# Work instruction
With the line that contains "use std::collections::HashMap;" as the final line, return every line from the start of the data below exactly.

# Supplied data
....................

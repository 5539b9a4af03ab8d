//! Table: a schema-less document store backed by per-row placement and an
//! LSM engine, plus whatever secondary indexes have been created on it.

use std::collections::BTreeMap;
use std::collections::HashMap;
use std::fs;
use std::path::{Path, PathBuf};
use std::sync::Arc;

use parking_lot::RwLock;
use serde::{Deserialize, Serialize};
use serde_json::Value;
use uuid::Uuid;

use crate::config::Config;
use crate::engine::Engine;
use crate::error::{CoreError, Result};
use crate::index::BTreeIndex;

use super::row::TableStorageObject;

/// The primary/secondary node-ids that own a row.
#[derive(Debug, Clone, Copy, PartialEq, Eq, Serialize, Deserialize)]
pub struct Placement {
    pub primary: Uuid,
    pub secondary: Uuid,
}

/// Placement map `row-id → {primary, secondary}`. Every row visible to the
/// cluster has exactly one entry here.
pub struct TableReplicaObject {
    path: PathBuf,
    placements: RwLock<BTreeMap<Uuid, Placement>>,
}

impl TableReplicaObject {
    pub fn new(snapshot_path: impl Into<PathBuf>) -> Self {
        Self {
            path: snapshot_path.into(),
            placements: RwLock::new(BTreeMap::new()),
        }
    }

    pub fn get(&self, row_id: &Uuid) -> Option<Placement> {
        self.placements.read().get(row_id).copied()
    }

    pub fn set(&self, row_id: Uuid, placement: Placement) {
        self.placements.write().insert(row_id, placement);
    }

    pub fn update_new_primary(&self, row_id: Uuid, new_primary: Uuid) {
        let mut placements = self.placements.write();
        placements
            .entry(row_id)
            .and_modify(|p| p.primary = new_primary)
            .or_insert(Placement {
                primary: new_primary,
                secondary: new_primary,
            });
    }

    pub fn update_new_secondary(&self, row_id: Uuid, new_secondary: Uuid) {
        let mut placements = self.placements.write();
        placements
            .entry(row_id)
            .and_modify(|p| p.secondary = new_secondary)
            .or_insert(Placement {
                primary: new_secondary,
                secondary: new_secondary,
            });
    }

    /// Every row-id currently placed on `node`, either as primary or
    /// secondary — the working set for a reshuffle triggered by that node's
    /// loss.
    pub fn rows_owned_by(&self, node: Uuid) -> Vec<Uuid> {
        self.placements
            .read()
            .iter()
            .filter(|(_, p)| p.primary == node || p.secondary == node)
            .map(|(id, _)| *id)
            .collect()
    }

    pub fn save_to_disk(&self) -> Result<()> {
        let placements = self.placements.read();
        let bytes = bincode::serialize(&*placements)?;
        let tmp = self.path.with_extension("tmp");
        fs::write(&tmp, &bytes)?;
        fs::rename(&tmp, &self.path)?;
        Ok(())
    }

    pub fn load_from_disk(&self) -> Result<()> {
        if !self.path.exists() {
            return Ok(());
        }
        let bytes = fs::read(&self.path)?;
        let placements: BTreeMap<Uuid, Placement> = bincode::deserialize(&bytes)?;
        *self.placements.write() = placements;
        Ok(())
    }
}

/// One table within a database: a document store with secondary indexes.
pub struct Table {
    name: String,
    engine: Engine,
    storage_object: TableStorageObject,
    replica_object: TableReplicaObject,
    indexes: RwLock<HashMap<String, Arc<BTreeIndex>>>,
}

impl Table {
    pub fn open(dir: &Path, name: &str, base_config: &Config) -> Result<Self> {
        fs::create_dir_all(dir)?;

        let mut engine_config = base_config.clone();
        engine_config.data_dir = dir.to_path_buf();
        let engine = Engine::open(engine_config)?;

        let storage_object = TableStorageObject::new(dir.join("storage.snapshot"));
        storage_object.load_from_disk()?;

        let replica_object = TableReplicaObject::new(dir.join("replica.snapshot"));
        replica_object.load_from_disk()?;

        Ok(Self {
            name: name.to_string(),
            engine,
            storage_object,
            replica_object,
            indexes: RwLock::new(HashMap::new()),
        })
    }

    pub fn name(&self) -> &str {
        &self.name
    }

    pub fn storage_object(&self) -> &TableStorageObject {
        &self.storage_object
    }

    pub fn replica_object(&self) -> &TableReplicaObject {
        &self.replica_object
    }

    /// Insert a new document, generating a fresh row-id.
    pub fn insert(&self, doc: Value) -> Result<Uuid> {
        let row_id = Uuid::new_v4();
        let lsn = self.write_row(row_id, &doc)?;
        self.storage_object.put(row_id, doc.clone(), lsn);
        self.index_row(row_id, &doc);
        Ok(row_id)
    }

    /// Apply a replicated insert. Idempotent on `row_id`: a message whose
    /// LSN is not newer than what's already stored is a silent no-op.
    pub fn apply_replicated_insert(&self, row_id: Uuid, doc: Value, lsn: u64) -> Result<bool> {
        if self.storage_object.last_lsn(&row_id).unwrap_or(0) >= lsn {
            return Ok(false);
        }
        self.engine
            .put(row_id.as_bytes(), &bincode::serialize(&doc)?)?;
        let applied = self.storage_object.put(row_id, doc.clone(), lsn);
        if applied {
            self.index_row(row_id, &doc);
        }
        Ok(applied)
    }

    pub fn update(&self, row_id: Uuid, patch: Value) -> Result<bool> {
        let Some(mut existing) = self.storage_object.get(&row_id) else {
            return Ok(false);
        };
        if let (Value::Object(ref mut base), Value::Object(patch_fields)) = (&mut existing, patch)
        {
            base.extend(patch_fields);
        }
        let lsn = self.write_row(row_id, &existing)?;
        self.storage_object.put(row_id, existing.clone(), lsn);
        self.index_row(row_id, &existing);
        Ok(true)
    }

    pub fn delete(&self, row_id: Uuid) -> Result<bool> {
        let removed = self.storage_object.remove(&row_id);
        self.engine.delete(row_id.as_bytes())?;
        if let Some(doc) = removed {
            self.deindex_row(row_id, &doc);
            Ok(true)
        } else {
            Ok(false)
        }
    }

    pub fn get(&self, row_id: Uuid) -> Option<Value> {
        self.storage_object.get(&row_id)
    }

    pub fn scan(&self) -> Vec<(Uuid, Value)> {
        self.storage_object.scan()
    }

    pub fn row_count(&self) -> usize {
        self.storage_object.len()
    }

    pub fn create_index(&self, column: &str) -> Arc<BTreeIndex> {
        let index = Arc::new(BTreeIndex::new(column));
        for (row_id, doc) in self.scan() {
            if let Some(value) = doc.get(column) {
                index.insert(value, row_id);
            }
        }
        self.indexes
            .write()
            .insert(column.to_string(), Arc::clone(&index));
        index
    }

    pub fn drop_index(&self, column: &str) -> bool {
        self.indexes.write().remove(column).is_some()
    }

    pub fn index(&self, column: &str) -> Option<Arc<BTreeIndex>> {
        self.indexes.read().get(column).cloned()
    }

    pub fn index_columns(&self) -> Vec<String> {
        self.indexes.read().keys().cloned().collect()
    }

    fn index_row(&self, row_id: Uuid, doc: &Value) {
        for (column, index) in self.indexes.read().iter() {
            if let Some(value) = doc.get(column) {
                index.insert(value, row_id);
            }
        }
    }

    fn deindex_row(&self, row_id: Uuid, doc: &Value) {
        for (column, index) in self.indexes.read().iter() {
            if let Some(value) = doc.get(column) {
                index.remove(value, row_id);
            }
        }
    }

    /// Write through the LSM engine and return the LSN the write landed at.
    fn write_row(&self, row_id: Uuid, doc: &Value) -> Result<u64> {
        let bytes = bincode::serialize(doc)
            .map_err(|e| CoreError::Serialization(e.to_string()))?;
        self.engine.put(row_id.as_bytes(), &bytes)
    }

    /// Flush Scheduler-owned snapshots for this table (storage + replica
    /// objects), independent of LSM flushing.
    pub fn save_snapshots(&self) -> Result<()> {
        self.storage_object.save_to_disk()?;
        self.replica_object.save_to_disk()?;
        Ok(())
    }
}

....................

# Answer space
repository 5539b9a4af03ab8d
//! Table: a schema-less document store backed by per-row placement and an
//! LSM engine, plus whatever secondary indexes have been created on it.

use std::collections::BTreeMap;
use std::collections::HashMap;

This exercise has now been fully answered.